What Execs Want: How to Respond to Visionary Ideas

/ Strategy, Planning, Remote Work, Strategy
What Execs Want: How to Respond to Visionary Ideas

The next time your leadership asks you to pursue a new technology, consider it opportunity knocking.

Executives regularly ask contact center and IT leaders to explore (or pursue) technologies that could benefit their organizations. Some of these ideas come from things they hear from peers or vendors. Others result from their own research or exposure to analyst perspectives that speak to innovation and disruptive change in the contact center and customer experience (CX) industries. These ideas target common business challenges they face—containing costs, hiring to address growth or performance improvements, driving more revenue, and getting the coveted uptick in Net Promoter Score or other key indicators.

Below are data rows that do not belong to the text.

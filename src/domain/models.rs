// =====================
// Domain models
// =====================

use chrono::{NaiveDate, NaiveTime};
use serde::{Deserialize, Serialize};

use crate::domain::errors::{ScheduleError, ScheduleResult};
use crate::domain::time::{net_hours, Hours};

pub type EmployeeId = i64;
pub type ShiftId = i64;
pub type SwapId = i64;

/// Longest break a single shift may declare.
pub const MAX_BREAK_MINUTES: u32 = 24 * 60;

#[derive(Debug, Clone, PartialEq, Eq, Serialize, Deserialize)]
#[serde(rename_all = "camelCase")]
pub struct Employee {
    pub id: EmployeeId,
    pub name: String,
    /// Job title shown next to the name (e.g. "barista"), unrelated to [`crate::domain::auth::Role`].
    pub role_label: Option<String>,
    pub department: Option<String>,
    pub weekly_hours: u32,
    pub active: bool,
}

#[derive(Debug, Clone, PartialEq, Eq, Serialize, Deserialize)]
#[serde(rename_all = "camelCase")]
pub struct NewEmployee {
    pub name: String,
    pub role_label: Option<String>,
    pub department: Option<String>,
    pub weekly_hours: u32,
}

impl NewEmployee {
    pub fn new(name: impl Into<String>, weekly_hours: u32) -> Self {
        Self {
            name: name.into(),
            role_label: None,
            department: None,
            weekly_hours,
        }
    }

    pub fn validate(&self) -> ScheduleResult<()> {
        if self.name.trim().is_empty() {
            return Err(ScheduleError::validation("name", "must not be blank"));
        }
        if self.weekly_hours > 7 * 24 {
            return Err(ScheduleError::validation("weekly_hours", "cannot exceed the hours in a week"));
        }
        Ok(())
    }
}

// =====================
// Shifts
// =====================

#[derive(Debug, Clone, Copy, PartialEq, Eq, Serialize, Deserialize)]
#[serde(rename_all = "camelCase")]
pub struct WorkingHours {
    pub start: NaiveTime,
    pub end: NaiveTime,
    pub break_minutes: u32,
    pub break_paid: bool,
}

impl WorkingHours {
    pub fn new(start: NaiveTime, end: NaiveTime) -> Self {
        Self {
            start,
            end,
            break_minutes: 0,
            break_paid: false,
        }
    }

    pub fn with_break(mut self, minutes: u32, paid: bool) -> Self {
        self.break_minutes = minutes;
        self.break_paid = paid;
        self
    }

    pub fn net_hours(&self) -> ScheduleResult<Hours> {
        Ok(net_hours(self.start, self.end, self.break_minutes)?)
    }
}

/// What a shift record books: either a time range or a day off.
#[derive(Debug, Clone, Copy, PartialEq, Eq, Serialize, Deserialize)]
#[serde(tag = "kind", rename_all = "camelCase")]
pub enum ShiftSlot {
    Off,
    Working(WorkingHours),
}

impl ShiftSlot {
    pub fn working(&self) -> Option<&WorkingHours> {
        match self {
            ShiftSlot::Working(hours) => Some(hours),
            ShiftSlot::Off => None,
        }
    }

    pub fn is_off(&self) -> bool {
        matches!(self, ShiftSlot::Off)
    }

    fn validate(&self) -> ScheduleResult<()> {
        if let ShiftSlot::Working(hours) = self {
            if hours.end <= hours.start {
                return Err(ScheduleError::InvalidRange {
                    start: hours.start,
                    end: hours.end,
                });
            }
            if hours.break_minutes > MAX_BREAK_MINUTES {
                return Err(ScheduleError::validation("break_minutes", "longer than a day"));
            }
        }
        Ok(())
    }
}

#[derive(Debug, Clone, PartialEq, Eq, Serialize, Deserialize)]
#[serde(rename_all = "camelCase")]
pub struct Shift {
    pub id: ShiftId,
    pub employee_id: EmployeeId,
    pub date: NaiveDate,
    pub slot: ShiftSlot,
    pub note: Option<String>,
}

impl Shift {
    pub fn is_off(&self) -> bool {
        self.slot.is_off()
    }

    /// Half-open `[start, end)` for working shifts.
    pub fn interval(&self) -> Option<(NaiveTime, NaiveTime)> {
        self.slot.working().map(|h| (h.start, h.end))
    }

    /// Key used for schedule ordering: date, then start (day-off records first), then id.
    pub fn sort_key(&self) -> (NaiveDate, Option<NaiveTime>, ShiftId) {
        (self.date, self.interval().map(|(start, _)| start), self.id)
    }
}

/// A shift that has not been persisted yet.
#[derive(Debug, Clone, PartialEq, Eq, Serialize, Deserialize)]
#[serde(rename_all = "camelCase")]
pub struct NewShift {
    pub employee_id: EmployeeId,
    pub date: NaiveDate,
    pub slot: ShiftSlot,
    pub note: Option<String>,
}

impl NewShift {
    pub fn working(employee_id: EmployeeId, date: NaiveDate, hours: WorkingHours) -> Self {
        Self {
            employee_id,
            date,
            slot: ShiftSlot::Working(hours),
            note: None,
        }
    }

    pub fn off(employee_id: EmployeeId, date: NaiveDate) -> Self {
        Self {
            employee_id,
            date,
            slot: ShiftSlot::Off,
            note: None,
        }
    }

    pub fn with_note(mut self, note: impl Into<String>) -> Self {
        self.note = Some(note.into());
        self
    }

    pub fn validate(&self) -> ScheduleResult<()> {
        self.slot.validate()
    }
}

/// Partial update of a shift; `None` keeps the current value.
#[derive(Debug, Clone, Default, PartialEq, Eq, Serialize, Deserialize)]
#[serde(rename_all = "camelCase")]
pub struct ShiftPatch {
    pub employee_id: Option<EmployeeId>,
    pub date: Option<NaiveDate>,
    pub slot: Option<ShiftSlot>,
    /// `Some(None)` clears the note.
    pub note: Option<Option<String>>,
}

impl ShiftPatch {
    pub fn apply_to(&self, shift: &Shift) -> NewShift {
        NewShift {
            employee_id: self.employee_id.unwrap_or(shift.employee_id),
            date: self.date.unwrap_or(shift.date),
            slot: self.slot.unwrap_or(shift.slot),
            note: self.note.clone().unwrap_or_else(|| shift.note.clone()),
        }
    }
}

As we look at several common requests, keep an open mind and bring the “can do” attitude that your executives expect. Whether your charge is to consider it or just do it, these suggestions are unlikely to go away just because you are too darn busy, have too many other projects to tackle, or think some of them too far-fetched or ill-suited to your environment.

Technology Ideas

It would be tempting to frame this discussion around hype versus reality and confine ourselves to the technologies that have proven track records. But since executives do not limit their inquiries to the tried-and-true, we won’t either. Here are the ideas that we hear on countless projects.

Bots

Everybody thinks if only they had a bot, it would deflect loads of calls, chats or text messages and solve many of the center’s problems. While that expectation may be exaggerated, there is undoubtedly great hope in these self-service tools. Numerous vendors offer them, and many include options to leverage Amazon Lex, Google Dialogflow or their own tools.

Your path to a bot starts with understanding the pieces of the puzzle and how they fit with your environment and the application opportunities you see, i.e., which channel(s), which applications, what data the bot needs to access, who will manage and optimize the technology, and so forth. When you identify a promising opportunity, explore bot options from existing vendor partners and see if you can do a pilot for a simple application on one channel. Configure the bot to default to human assistance when needed—with integration that passes any information already gathered. Then learn and expand from there!

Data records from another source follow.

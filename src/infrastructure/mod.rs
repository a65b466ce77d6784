pub mod auth_context;
pub mod memory_store;
pub mod notifier;
pub mod sqlite_store;
pub mod store;

use chrono::{DateTime, SubsecRound, Utc};

/// Record timestamps are kept at whole seconds so their text form sorts correctly.
pub(crate) fn timestamp_now() -> DateTime<Utc> {
    Utc::now().trunc_subsecs(0)
}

All Things Artificial Intelligence

While bots may be the most famous form of artificial intelligence (AI), the appetite for AI runs much deeper. Since it is so hyped, you may find that you need to cast a wider net on potential applications. If that is your charter, start with a broad survey of the possibilities, including:

  • Routing of both inbound and outbound contacts based on data about the customer, the current state and what drives results.
  • Workforce planning and scheduling that can do deeper analysis of patterns and predictively define how best to match staff to workloads.
  • Smart desktop tools such as “next best actions” and intelligent knowledge tools that can serve up and optimize information.
  • Analytics to provide more insight than ever before and help you identify the next great change to make.

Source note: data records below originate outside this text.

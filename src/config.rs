//! Runtime configuration.
//!
//! Every setting can come from a flag or from a `SHIFT_DESK_*` environment
//! variable; flags win.

use chrono_tz::Tz;
use clap::Args;
use thiserror::Error;

use crate::domain::auth::{Caller, Role};
use crate::domain::models::EmployeeId;

mod defaults {
    pub const DATABASE_URL: &str = "sqlite://shift-desk.db";
    pub const TIMEZONE: &str = "Europe/Rome";
    pub const MAX_CONNECTIONS: u32 = 5;
}

#[derive(Debug, Error)]
pub enum ConfigError {
    #[error("invalid configuration for {key}: '{value}' ({reason})")]
    InvalidValue {
        key: &'static str,
        value: String,
        reason: String,
    },

    #[error("missing configuration {key}: {hint}")]
    MissingRequired { key: &'static str, hint: &'static str },
}

#[derive(Debug, Clone, Args)]
pub struct AppConfig {
    /// SQLite connection URL
    #[arg(long, env = "SHIFT_DESK_DATABASE_URL", default_value = defaults::DATABASE_URL, global = true)]
    pub database_url: String,

    /// IANA zone used to decide what "today" is
    #[arg(long, env = "SHIFT_DESK_TIMEZONE", default_value = defaults::TIMEZONE, global = true)]
    pub timezone: String,

    #[arg(long, env = "SHIFT_DESK_MAX_CONNECTIONS", default_value_t = defaults::MAX_CONNECTIONS, global = true)]
    pub max_connections: u32,

    /// Employee id the commands run as
    #[arg(long = "as-employee", env = "SHIFT_DESK_EMPLOYEE_ID", global = true)]
    pub employee_id: Option<EmployeeId>,

    /// Role of that employee (employee | manager)
    #[arg(long, env = "SHIFT_DESK_ROLE", default_value = "employee", global = true)]
    pub role: String,
}

impl AppConfig {
    pub fn timezone(&self) -> Result<Tz, ConfigError> {
        self.timezone.parse::<Tz>().map_err(|e| ConfigError::InvalidValue {
            key: "SHIFT_DESK_TIMEZONE",
            value: self.timezone.clone(),
            reason: e.to_string(),
        })
    }

    pub fn max_connections(&self) -> Result<u32, ConfigError> {
        if self.max_connections == 0 {
            return Err(ConfigError::InvalidValue {
                key: "SHIFT_DESK_MAX_CONNECTIONS",
                value: self.max_connections.to_string(),
                reason: "must be at least 1".to_string(),
            });
        }
        Ok(self.max_connections)
    }

    /// The configured identity, or `None` when no employee id was given.
    pub fn caller(&self) -> Result<Option<Caller>, ConfigError> {
        let role = self.role.parse::<Role>().map_err(|reason| ConfigError::InvalidValue {
            key: "SHIFT_DESK_ROLE",
            value: self.role.clone(),
            reason,
        })?;
        Ok(self.employee_id.map(|employee_id| Caller { employee_id, role }))
    }

    /// Like [`AppConfig::caller`], for commands that cannot run anonymously.
    pub fn require_caller(&self) -> Result<Caller, ConfigError> {
        self.caller()?.ok_or(ConfigError::MissingRequired {
            key: "SHIFT_DESK_EMPLOYEE_ID",
            hint: "pass --as-employee <ID>",
        })
    }
}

With your AI wish list in hand, you can then pursue specific solutions to help your center get smarter and run more efficiently and effectively.

The New Omnichannel: Digital First

“Omnichannel” is finally hitting its stride. It seems nearly every customer contact website offers chat sessions, and many companies provide two-way texting. Social media has expanded beyond Facebook and Twitter. Still, voice remains the dominant channel in many (most?) centers. As such, you may find yourself nudged toward a focus on digital that doesn’t align with your customers’ current channel preferences.

My advice is to embrace digital channels without compromising voice. First and foremost, that means working toward implementing truly integrated routing and reporting solutions. No more silos! If your voice and digital channels reside on different platforms, strengthen the integration between them to enable shared agent support (with proper training) and performance management (QM, WFM, etc.) across channels.

Data and Analytics

This topic does not enjoy the same novelty or hype as others, but we’re seeing a surge in centers making more use of customer data alongside contact data, wherever each may reside. Interested executives may focus on personalization, upselling and cross-selling, or increasing lifetime value. And they may ask what insights you have into what is working and what isn’t, and what changes need to be made as a result.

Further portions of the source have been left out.